▸ **Task item**
Every line with the word "DailySales" in it should be extracted from the data that follows.

[[ Data extract open ]]

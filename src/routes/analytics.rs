use axum::{Json, Router, extract::State, http::HeaderMap, routing::post};

use crate::{
    dto::analytics::{TrackVisitRequest, TrackedVisit},
    error::AppResult,
    response::ApiResponse,
    services::analytics_service,
    state::AppState,
};

pub fn router() -> Router<AppState> {
    Router::new().route("/track", post(track_visit))
}

#[utoipa::path(
    post,
    path = "/api/analytics/track",
    request_body = TrackVisitRequest,
    responses(
        (status = 200, description = "Visit recorded", body = ApiResponse<TrackedVisit>),
        (status = 400, description = "Invalid visitor key or path")
    ),
    tag = "Analytics"
)]
pub async fn track_visit(
    State(state): State<AppState>,
    headers: HeaderMap,
    Json(payload): Json<TrackVisitRequest>,
) -> AppResult<Json<ApiResponse<TrackedVisit>>> {
    let resp = analytics_service::track_visit(&state, &headers, payload).await?;
    Ok(Json(resp))
}
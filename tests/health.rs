mod common;

use axum::{
    body::{Body, to_bytes},
    http::{Request, StatusCode},
};
use tower::ServiceExt;

use toko_oleh_oleh::app::build_app;

async fn body_json(response: axum::response::Response) -> anyhow::Result<serde_json::Value> {
    let bytes = to_bytes(response.into_body(), usize::MAX).await?;
    Ok(serde_json::from_slice(&bytes)?)
}

#[tokio::test]
async fn health_reports_database_up() -> anyhow::Result<()> {
    let Some(db) = common::setup().await? else {
        return Ok(());
    };
    let app = build_app(db.state.clone())?;

    let response = app
        .oneshot(Request::builder().uri("/health").body(Body::empty())?)
        .await?;
    assert_eq!(response.status(), StatusCode::OK);

    let body = body_json(response).await?;
    assert_eq!(body["message"], "Health check");
    assert_eq!(body["data"]["status"], "ok");
    assert_eq!(body["data"]["database"], "up");
    Ok(())
}

#[tokio::test]
async fn unknown_paths_fall_through_to_404() -> anyhow::Result<()> {
    let Some(db) = common::setup().await? else {
        return Ok(());
    };
    let app = build_app(db.state.clone())?;

    let response = app
        .oneshot(Request::builder().uri("/api/nope").body(Body::empty())?)
        .await?;
    assert_eq!(response.status(), StatusCode::NOT_FOUND);

    let body = body_json(response).await?;
    assert_eq!(body["data"]["path"], "/api/nope");
    Ok(())
}

#[tokio::test]
async fn cart_requires_a_bearer_token() -> anyhow::Result<()> {
    let Some(db) = common::setup().await? else {
        return Ok(());
    };
    let app = build_app(db.state.clone())?;

    let response = app
        .oneshot(Request::builder().uri("/api/cart").body(Body::empty())?)
        .await?;
    assert_eq!(response.status(), StatusCode::UNAUTHORIZED);
    Ok(())
}

#[tokio::test]
async fn public_catalog_is_open() -> anyhow::Result<()> {
    let Some(db) = common::setup().await? else {
        return Ok(());
    };
    let category = common::create_category(&db.state, "Oleh-oleh Jogja").await?;
    common::create_product(&db.state, &category, "Geplak", 15_000, 12).await?;
    let app = build_app(db.state.clone())?;

    let response = app
        .oneshot(
            Request::builder()
                .uri("/api/products?q=gep")
                .body(Body::empty())?,
        )
        .await?;
    assert_eq!(response.status(), StatusCode::OK);

    let body = body_json(response).await?;
    assert_eq!(body["data"]["items"][0]["name"], "Geplak");
    Ok(())
}
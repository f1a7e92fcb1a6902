use axum::{Json, extract::State, http::StatusCode};
use serde::Serialize;
use utoipa::ToSchema;

use crate::{
    response::{ApiResponse, Meta},
    state::AppState,
};

#[derive(Serialize, ToSchema)]
pub struct HealthData {
    status: String,
    database: String,
}

#[utoipa::path(
    get,
    path = "/health",
    responses(
        (status = 200, description = "OK", body = ApiResponse<HealthData>),
        (status = 503, description = "Database unreachable", body = ApiResponse<HealthData>),
    ),
    tag = "Health"
)]
pub async fn health_check(State(state): State<AppState>) -> (StatusCode, Json<ApiResponse<HealthData>>) {
    let database_up = sqlx::query("SELECT 1").execute(&state.pool).await.is_ok();
    let (code, status, database) = if database_up {
        (StatusCode::OK, "ok", "up")
    } else {
        tracing::warn!("health check: database unreachable");
        (StatusCode::SERVICE_UNAVAILABLE, "degraded", "down")
    };

    let data = HealthData {
        status: status.to_string(),
        database: database.to_string(),
    };
    (
        code,
        Json(ApiResponse::success("Health check", data, Some(Meta::empty()))),
    )
}
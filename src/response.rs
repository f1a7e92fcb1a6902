use serde::Serialize;
use utoipa::ToSchema;

#[derive(Debug, Serialize, ToSchema, Clone, PartialEq)]
pub struct Meta {
    pub page: Option<i64>,
    pub per_page: Option<i64>,
    pub total: Option<i64>,
    pub total_pages: Option<i64>,
}

impl Meta {
    pub fn new(page: i64, per_page: i64, total: i64) -> Self {
        let total_pages = if per_page > 0 {
            (total + per_page - 1) / per_page
        } else {
            0
        };
        Self {
            page: Some(page),
            per_page: Some(per_page),
            total: Some(total),
            total_pages: Some(total_pages),
        }
    }

    pub fn empty() -> Self {
        Self {
            page: None,
            per_page: None,
            total: None,
            total_pages: None,
        }
    }
}

/// Envelope shared by every JSON response, errors included.
#[derive(Debug, Serialize, ToSchema)]
pub struct ApiResponse<T> {
    pub message: String,
    pub data: Option<T>,
    pub meta: Option<Meta>,
}

impl<T: Serialize> ApiResponse<T> {
    pub fn success(message: impl Into<String>, data: T, meta: Option<Meta>) -> Self {
        Self {
            message: message.into(),
            data: Some(data),
            meta,
        }
    }

    pub fn paginated(message: impl Into<String>, data: T, page: i64, per_page: i64, total: i64) -> Self {
        Self::success(message, data, Some(Meta::new(page, per_page, total)))
    }
}

#[cfg(test)]
mod tests {
    use super::Meta;

    #[test]
    fn total_pages_rounds_up() {
        assert_eq!(Meta::new(1, 20, 41).total_pages, Some(3));
        assert_eq!(Meta::new(1, 20, 40).total_pages, Some(2));
        assert_eq!(Meta::new(1, 20, 0).total_pages, Some(0));
    }
}
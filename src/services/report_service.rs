use chrono::{Duration, NaiveDate, Utc};
use sea_orm::{EntityTrait, QueryOrder, QuerySelect};
use sqlx::FromRow;

use crate::{
    dto::reports::{DailySales, DashboardSummary, ReportQuery, SalesReport, StatusCount, TopProduct},
    entity::orders::{Column as OrderCol, Entity as Orders},
    error::{AppError, AppResult},
    middleware::auth::{AuthUser, ensure_admin},
    models::{Order, OrderStatus, PaymentStatus, UserRole},
    response::{ApiResponse, Meta},
    services::product_service::DEFAULT_LOW_STOCK_THRESHOLD,
    state::AppState,
};

pub const DEFAULT_REPORT_DAYS: i64 = 30;
pub const MAX_REPORT_DAYS: i64 = 366;
const RECENT_ORDERS: u64 = 5;
const TOP_PRODUCTS: i64 = 10;

/// Inclusive date range of a report. Defaults to the last 30 days ending
/// `today`; a missing start is counted back from the end.
pub fn resolve_range(
    from: Option<NaiveDate>,
    to: Option<NaiveDate>,
    today: NaiveDate,
) -> AppResult<(NaiveDate, NaiveDate)> {
    let to = to.unwrap_or(today);
    let from = from.unwrap_or(to - Duration::days(DEFAULT_REPORT_DAYS - 1));
    if from > to {
        return Err(AppError::BadRequest("`from` must not be after `to`".into()));
    }
    if (to - from).num_days() >= MAX_REPORT_DAYS {
        return Err(AppError::BadRequest(format!(
            "Report range is limited to {MAX_REPORT_DAYS} days"
        )));
    }
    Ok((from, to))
}

pub fn average(total: i64, count: i64) -> i64 {
    if count > 0 { total / count } else { 0 }
}

#[derive(FromRow)]
struct DashboardCounts {
    total_products: i64,
    total_categories: i64,
    total_customers: i64,
    total_orders: i64,
    total_revenue: i64,
    pending_payments: i64,
    low_stock_products: i64,
}

pub async fn dashboard(state: &AppState, user: &AuthUser) -> AppResult<ApiResponse<DashboardSummary>> {
    ensure_admin(user)?;
    let counts = sqlx::query_as::<_, DashboardCounts>(
        r#"
        SELECT
            (SELECT COUNT(*) FROM products) AS total_products,
            (SELECT COUNT(*) FROM categories) AS total_categories,
            (SELECT COUNT(*) FROM users WHERE role = $1) AS total_customers,
            (SELECT COUNT(*) FROM orders) AS total_orders,
            (SELECT COALESCE(SUM(total_amount), 0)::BIGINT FROM orders
                WHERE payment_status = $2 AND status <> $5) AS total_revenue,
            (SELECT COUNT(*) FROM orders
                WHERE payment_status = $3 AND status <> $5) AS pending_payments,
            (SELECT COUNT(*) FROM products WHERE stock <= $4) AS low_stock_products
        "#,
    )
    .bind(UserRole::Customer.as_ref())
    .bind(PaymentStatus::Verified.as_ref())
    .bind(PaymentStatus::Paid.as_ref())
    .bind(DEFAULT_LOW_STOCK_THRESHOLD)
    .bind(OrderStatus::Cancelled.as_ref())
    .fetch_one(&state.pool)
    .await?;

    let recent_orders = Orders::find()
        .order_by_desc(OrderCol::CreatedAt)
        .limit(RECENT_ORDERS)
        .all(&state.orm)
        .await?
        .into_iter()
        .map(Order::from)
        .collect();

    Ok(ApiResponse::success(
        "Dashboard",
        DashboardSummary {
            total_products: counts.total_products,
            total_categories: counts.total_categories,
            total_customers: counts.total_customers,
            total_orders: counts.total_orders,
            total_revenue: counts.total_revenue,
            pending_payments: counts.pending_payments,
            low_stock_products: counts.low_stock_products,
            recent_orders,
        },
        Some(Meta::empty()),
    ))
}

/// Orders count unless cancelled; revenue counts verified payments of
/// orders that were not cancelled afterwards.
pub async fn sales_report(
    state: &AppState,
    user: &AuthUser,
    query: ReportQuery,
) -> AppResult<ApiResponse<SalesReport>> {
    ensure_admin(user)?;
    let (from, to) = resolve_range(query.from, query.to, Utc::now().date_naive())?;
    let cancelled = OrderStatus::Cancelled.as_ref();
    let verified = PaymentStatus::Verified.as_ref();

    let (total_orders, total_revenue): (i64, i64) = sqlx::query_as(
        r#"
        SELECT
            COUNT(*) FILTER (WHERE status <> $3),
            COALESCE(SUM(total_amount) FILTER (WHERE payment_status = $4 AND status <> $3), 0)::BIGINT
        FROM orders
        WHERE created_at >= $1::date AND created_at < $2::date + 1
        "#,
    )
    .bind(from)
    .bind(to)
    .bind(cancelled)
    .bind(verified)
    .fetch_one(&state.pool)
    .await?;

    let sales_by_day = sqlx::query_as::<_, DailySales>(
        r#"
        SELECT
            created_at::date AS day,
            COUNT(*) FILTER (WHERE status <> $3) AS orders,
            COALESCE(SUM(total_amount) FILTER (WHERE payment_status = $4 AND status <> $3), 0)::BIGINT AS revenue
        FROM orders
        WHERE created_at >= $1::date AND created_at < $2::date + 1
        GROUP BY 1
        ORDER BY 1
        "#,
    )
    .bind(from)
    .bind(to)
    .bind(cancelled)
    .bind(verified)
    .fetch_all(&state.pool)
    .await?;

    let orders_by_status = sqlx::query_as::<_, StatusCount>(
        r#"
        SELECT status, COUNT(*) AS count
        FROM orders
        WHERE created_at >= $1::date AND created_at < $2::date + 1
        GROUP BY status
        ORDER BY status
        "#,
    )
    .bind(from)
    .bind(to)
    .fetch_all(&state.pool)
    .await?;

    let payments_by_status = sqlx::query_as::<_, StatusCount>(
        r#"
        SELECT payment_status AS status, COUNT(*) AS count
        FROM orders
        WHERE created_at >= $1::date AND created_at < $2::date + 1
        GROUP BY payment_status
        ORDER BY payment_status
        "#,
    )
    .bind(from)
    .bind(to)
    .fetch_all(&state.pool)
    .await?;

    let top_products = sqlx::query_as::<_, TopProduct>(
        r#"
        SELECT
            oi.product_id,
            MAX(oi.product_name) AS name,
            SUM(oi.quantity)::BIGINT AS quantity_sold,
            SUM(oi.quantity::BIGINT * oi.price)::BIGINT AS revenue
        FROM order_items oi
        JOIN orders o ON o.id = oi.order_id
        WHERE o.created_at >= $1::date AND o.created_at < $2::date + 1
          AND o.status <> $3
        GROUP BY oi.product_id
        ORDER BY quantity_sold DESC, name
        LIMIT $4
        "#,
    )
    .bind(from)
    .bind(to)
    .bind(cancelled)
    .bind(TOP_PRODUCTS)
    .fetch_all(&state.pool)
    .await?;

    Ok(ApiResponse::success(
        "Sales report",
        SalesReport {
            from,
            to,
            total_orders,
            total_revenue,
            average_order_value: average(total_revenue, total_orders),
            sales_by_day,
            orders_by_status,
            payments_by_status,
            top_products,
        },
        Some(Meta::empty()),
    ))
}

#[cfg(test)]
mod tests {
    use super::*;

    fn day(y: i32, m: u32, d: u32) -> NaiveDate {
        NaiveDate::from_ymd_opt(y, m, d).expect("valid date")
    }

    #[test]
    fn default_range_is_last_thirty_days() {
        let today = day(2026, 10, 17);
        assert_eq!(resolve_range(None, None, today).ok(), Some((day(2026, 9, 18), today)));
    }

    #[test]
    fn start_is_counted_back_from_explicit_end() {
        let to = day(2026, 3, 31);
        assert_eq!(
            resolve_range(None, Some(to), day(2026, 10, 17)).ok(),
            Some((day(2026, 3, 2), to))
        );
    }

    #[test]
    fn inverted_and_oversized_ranges_fail() {
        let today = day(2026, 10, 17);
        assert!(resolve_range(Some(day(2026, 10, 18)), Some(today), today).is_err());
        assert!(resolve_range(Some(day(2024, 1, 1)), Some(today), today).is_err());
        assert!(resolve_range(Some(today), Some(today), today).is_ok());
    }

    #[test]
    fn average_of_nothing_is_zero() {
        assert_eq!(average(0, 0), 0);
        assert_eq!(average(25_000, 2), 12_500);
    }
}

[[ Data extract closed ]]

▸ **Task answer**
    dto::reports::{DailySales, DashboardSummary, ReportQuery, SalesReport, StatusCount, TopProduct},
    let sales_by_day = sqlx::query_as::<_, DailySales>(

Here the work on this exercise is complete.